Thanks for explaining the case so well, I did not foresee it! The
ptrace_write_dr7() is modified to perform changes in two-passes. The first
one will effect all register/modify operations while the second one will
unregister. One issue that I see in this method is if/when virtual debug
registers are implemented, we may incorrectly deny a register request
for want of physical debug registers (because they have not been free-ed
through an earlier unregister operation). Let me know if you think it
can be done better. Here's the new ptrace_write_dr7():


static int ptrace_write_dr7(struct task_struct *tsk, unsigned long data)
{
	struct thread_struct *thread = &(tsk->thread);
	unsigned long old_dr7 = thread->debugreg7;
	int i, rc = 0;
	int enabled, second_pass_reqd = 1;
	unsigned len, type;
	struct hw_breakpoint *bp;

	data &= ~DR_CONTROL_RESERVED;
restore:
	/*
	 * Loop through all the hardware breakpoints, making the
	 * appropriate changes to each.
	 */
	for (i = 0; i < HB_NUM; i++) {
		enabled = decode_dr7(data, i, &len, &type);
		bp = thread->hbp[i];

		if (!enabled) {
			if (bp) {
				/* Don't unregister the breakpoints right-away,
				 * unless all register_user_hw_breakpoint()
				 * requests have succeeded.

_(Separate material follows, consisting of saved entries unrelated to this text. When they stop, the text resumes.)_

//! Coverage, gap, duplicate and monthly missing-rate checks for one asset.

use std::collections::BTreeSet;

use tank_domain::domain::{DuplicateGroup, Gap, IntegritySummary, MonthlyCoverage, Reading};
use time::{Date, Duration, Month, OffsetDateTime};

use super::{expected_count, missing_pct, AnalysisSettings};

#[derive(Debug, Clone, PartialEq)]
pub struct IntegrityAssetReport {
    pub summary: IntegritySummary,
    pub gaps: Vec<Gap>,
    pub duplicates: Vec<DuplicateGroup>,
    pub monthly: Vec<MonthlyCoverage>,
}

/// Runs every integrity check over readings already restricted to the window
/// and sorted by time (see `prepare_asset`). `readings` must be non-empty.
pub fn analyze_integrity(
    asset_id: &str,
    readings: &[Reading],
    settings: &AnalysisSettings,
) -> Option<IntegrityAssetReport> {
    let timestamps: Vec<OffsetDateTime> = readings.iter().map(|r| r.timestamp).collect();
    let (&date_min, &date_max) = (timestamps.first()?, timestamps.last()?);

    let range_start = settings.window.start.unwrap_or(date_min);
    let range_end = settings.window.end.unwrap_or(date_max);
    let expected = expected_count(Some(range_start), Some(range_end), settings.freq);
    let observed = timestamps.len();

    let (duplicates, duplicate_excess) = find_duplicates(asset_id, &timestamps);
    if duplicate_excess > 0 {
        let examples: Vec<String> = duplicates
            .iter()
            .take(5)
            .map(|d| d.timestamp.to_string())
            .collect();
        tracing::info!(
            asset_id = %asset_id,
            duplicate_excess,
            examples = ?examples,
            "duplicate timestamps found"
        );
    }

    let (gaps, max_gap_minutes) = find_gaps(asset_id, &timestamps, settings.freq, settings.max_gaps);
    let monthly = monthly_coverage(asset_id, &timestamps, range_start, range_end, settings.freq);

    Some(IntegrityAssetReport {
        summary: IntegritySummary {
            asset_id: asset_id.to_string(),
            observed,
            expected,
            missing_pct: missing_pct(expected, observed),
            duplicate_excess,
            max_gap_minutes,
            date_min,
            date_max,
        },
        gaps,
        duplicates,
        monthly,
    })
}

/// Gaps between consecutive sorted timestamps wider than `freq`.
///
/// Returns the `keep` widest gaps, widest first (ties stay in time order),
/// and the widest gap in minutes over the whole series (0 when none).
pub fn find_gaps(
    asset_id: &str,
    timestamps: &[OffsetDateTime],
    freq: Duration,
    keep: usize,
) -> (Vec<Gap>, f64) {
    let step = freq.whole_nanoseconds().max(1);
    let mut gaps: Vec<Gap> = timestamps
        .windows(2)
        .filter_map(|pair| {
            let delta = pair[1] - pair[0];
            if delta <= freq {
                return None;
            }
            let slots = delta.whole_nanoseconds() / step;
            Some(Gap {
                asset_id: asset_id.to_string(),
                start: pair[0],
                end: pair[1],
                duration_minutes: delta.as_seconds_f64() / 60.0,
                missing_points_estimate: u64::try_from(slots - 1).unwrap_or(0),
            })
        })
        .collect();

    let max_gap_minutes = gaps
        .iter()
        .map(|g| g.duration_minutes)
        .fold(0.0_f64, f64::max);

    gaps.sort_by(|a, b| b.duration_minutes.total_cmp(&a.duration_minutes));
    gaps.truncate(keep);
    (gaps, max_gap_minutes)
}

/// Timestamps seen more than once, in time order, plus the total excess
/// `Σ(count - 1)`. Input must be sorted.
pub fn find_duplicates(asset_id: &str, timestamps: &[OffsetDateTime]) -> (Vec<DuplicateGroup>, usize) {
    let groups: Vec<DuplicateGroup> = timestamps
        .chunk_by(|a, b| a == b)
        .filter(|run| run.len() > 1)
        .map(|run| DuplicateGroup {
            asset_id: asset_id.to_string(),
            timestamp: run[0],
            count: run.len(),
        })
        .collect();
    let excess = groups.iter().map(|g| g.count - 1).sum();
    (groups, excess)
}

/// Missing-rate per calendar month (UTC) that holds at least one reading.
///
/// Each month is clipped to `[range_start, range_end]`; months whose clipped
/// range is inverted are dropped. `timestamps` must be sorted.
pub fn monthly_coverage(
    asset_id: &str,
    timestamps: &[OffsetDateTime],
    range_start: OffsetDateTime,
    range_end: OffsetDateTime,
    freq: Duration,
) -> Vec<MonthlyCoverage> {
    let months: BTreeSet<(i32, Month)> = timestamps.iter().map(|t| (t.year(), t.month())).collect();

    months
        .into_iter()
        .filter_map(|(year, month)| {
            let (month_start, month_end) = month_bounds(year, month)?;
            let lo = month_start.max(range_start);
            let hi = month_end.min(range_end);
            if hi < lo {
                return None;
            }

            let first = timestamps.partition_point(|t| *t < lo);
            let past_last = timestamps.partition_point(|t| *t <= hi);
            let observed = past_last.saturating_sub(first);
            let expected = expected_count(Some(lo), Some(hi), freq);

            Some(MonthlyCoverage {
                asset_id: asset_id.to_string(),
                month: format!("{year:04}-{:02}", month as u8),
                observed,
                expected,
                missing_pct: missing_pct(expected, observed),
            })
        })
        .collect()
}

/// First instant of the month and the last representable instant before the
/// next one.
fn month_bounds(year: i32, month: Month) -> Option<(OffsetDateTime, OffsetDateTime)> {
    let start = Date::from_calendar_date(year, month, 1).ok()?;
    let next_year = if month == Month::December { year + 1 } else { year };
    let next = Date::from_calendar_date(next_year, month.next(), 1).ok()?;
    Some((
        start.midnight().assume_utc(),
        next.midnight().assume_utc() - Duration::nanoseconds(1),
    ))
}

This prevents
				 * any window of opportunity for debug
				 * register grabbing by other users.
				 */
				if (second_pass_reqd)
					continue;
				unregister_user_hw_breakpoint(tsk, bp);
				kfree(bp);
			}
			continue;
		}

		if (!bp) {
			rc = -ENOMEM;
			bp = kzalloc(sizeof(struct hw_breakpoint), GFP_KERNEL);
			if (bp) {
				bp->info.address = thread->debugreg[i];
				bp->triggered = ptrace_triggered;
				bp->info.len = len;
				bp->info.type = type;
				rc = register_user_hw_breakpoint(tsk, bp);
				if (!rc)
					set_tsk_thread_flag(tsk, TIF_DEBUG);
				else
					kfree(bp);
			}
		} else {
			spin_lock_bh(&hw_breakpoint_lock);
			rc = __modify_user_hw_breakpoint(i, tsk, bp);
			spin_unlock_bh(&hw_breakpoint_lock);
		}

		if (rc)
			break;
	}

	/* If anything above failed, restore the original settings */
	if (rc < 0) {
		data = old_dr7;
		second_pass_reqd = 0;
		goto restore;
	}
	if (second_pass_reqd) {
		/* Enter the second-pass after disabling 'second_pass_reqd' */
		second_pass_reqd = 0;
		goto restore;
	}
	return rc;
}

I will repost the patchset along with the changes explained above.

Thanks,
K.Prasad